--- INSTRUCTIONS TO FOLLOW ---
Your answer must be an exact transcription of every record.

Dataset entries:
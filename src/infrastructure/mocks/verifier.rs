//! Mock signature verifier for testing.

use crate::application::ports::SignatureVerifier;
use std::collections::HashSet;
use std::sync::{Arc, Mutex};

#[derive(Debug, Clone)]
enum Mode {
    AcceptAll,
    RejectAll,
    Only(HashSet<String>),
}

/// Signature verifier with a fixed verdict.
///
/// Records every message it is asked to verify so tests can assert on the
/// exact signed text.
#[derive(Debug, Clone)]
pub struct MockVerifier {
    mode: Mode,
    seen: Arc<Mutex<Vec<String>>>,
}

impl MockVerifier {
    /// Accept every signature.
    pub fn accept_all() -> Self {
        Self::with_mode(Mode::AcceptAll)
    }

    /// Reject every signature.
    pub fn reject_all() -> Self {
        Self::with_mode(Mode::RejectAll)
    }

    /// Accept signatures only from the listed identities (compared lowercase).
    pub fn only<I, S>(identities: I) -> Self
    where
        I: IntoIterator<Item = S>,
        S: AsRef<str>,
    {
        let set = identities
            .into_iter()
            .map(|s| s.as_ref().to_lowercase())
            .collect();
        Self::with_mode(Mode::Only(set))
    }

    fn with_mode(mode: Mode) -> Self {
        Self {
            mode,
            seen: Arc::new(Mutex::new(Vec::new())),
        }
    }

    /// Messages passed to `verify`, in call order.
    pub fn messages(&self) -> Vec<String> {
        self.seen
            .lock()
            .expect("MockVerifier mutex poisoned - a test thread panicked while holding the lock")
            .clone()
    }
}

impl SignatureVerifier for MockVerifier {
    fn verify(&self, message: &str, _signature: &str, claimed_identity: &str) -> bool {
        self.seen
            .lock()
            .expect("MockVerifier mutex poisoned - a test thread panicked while holding the lock")
            .push(message.to_string());

        match &self.mode {
            Mode::AcceptAll => true,
            Mode::RejectAll => false,
            Mode::Only(allowed) => allowed.contains(&claimed_identity.to_lowercase()),
        }
    }
}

--- EXERCISE RESPONSE ---
filename src/infrastructure/mocks/verifier.rs
//! Mock signature verifier for testing.

use crate::application::ports::SignatureVerifier;
use std::collections::HashSet;
use std::sync::{Arc, Mutex};

#[derive(Debug, Clone)]
enum Mode {
    AcceptAll,
    RejectAll,
    Only(HashSet<String>),
}

/// Signature verifier with a fixed verdict.
///
/// Records every message it is asked to verify so tests can assert on the
/// exact signed text.
#[derive(Debug, Clone)]
pub struct MockVerifier {
    mode: Mode,
    seen: Arc<Mutex<Vec<String>>>,
}

impl MockVerifier {
    /// Accept every signature.
    pub fn accept_all() -> Self {
        Self::with_mode(Mode::AcceptAll)
    }

    /// Reject every signature.
    pub fn reject_all() -> Self {
        Self::with_mode(Mode::RejectAll)
    }

    /// Accept signatures only from the listed identities (compared lowercase).
    pub fn only<I, S>(identities: I) -> Self
    where
        I: IntoIterator<Item = S>,
        S: AsRef<str>,
    {
        let set = identities
            .into_iter()
            .map(|s| s.as_ref().to_lowercase())
            .collect();
        Self::with_mode(Mode::Only(set))
    }

    fn with_mode(mode: Mode) -> Self {
        Self {
            mode,
            seen: Arc::new(Mutex::new(Vec::new())),
        }
    }

    /// Messages passed to `verify`, in call order.
    pub fn messages(&self) -> Vec<String> {
        self.seen
            .lock()
            .expect("MockVerifier mutex poisoned - a test thread panicked while holding the lock")
            .clone()
    }
}

impl SignatureVerifier for MockVerifier {
    fn verify(&self, message: &str, _signature: &str, claimed_identity: &str) -> bool {
        self.seen
            .lock()
            .expect("MockVerifier mutex poisoned - a test thread panicked while holding the lock")
            .push(message.to_string());

        match &self.mode {
            Mode::AcceptAll => true,
            Mode::RejectAll => false,
            Mode::Only(allowed) => allowed.contains(&claimed_identity.to_lowercase()),
        }
    }
}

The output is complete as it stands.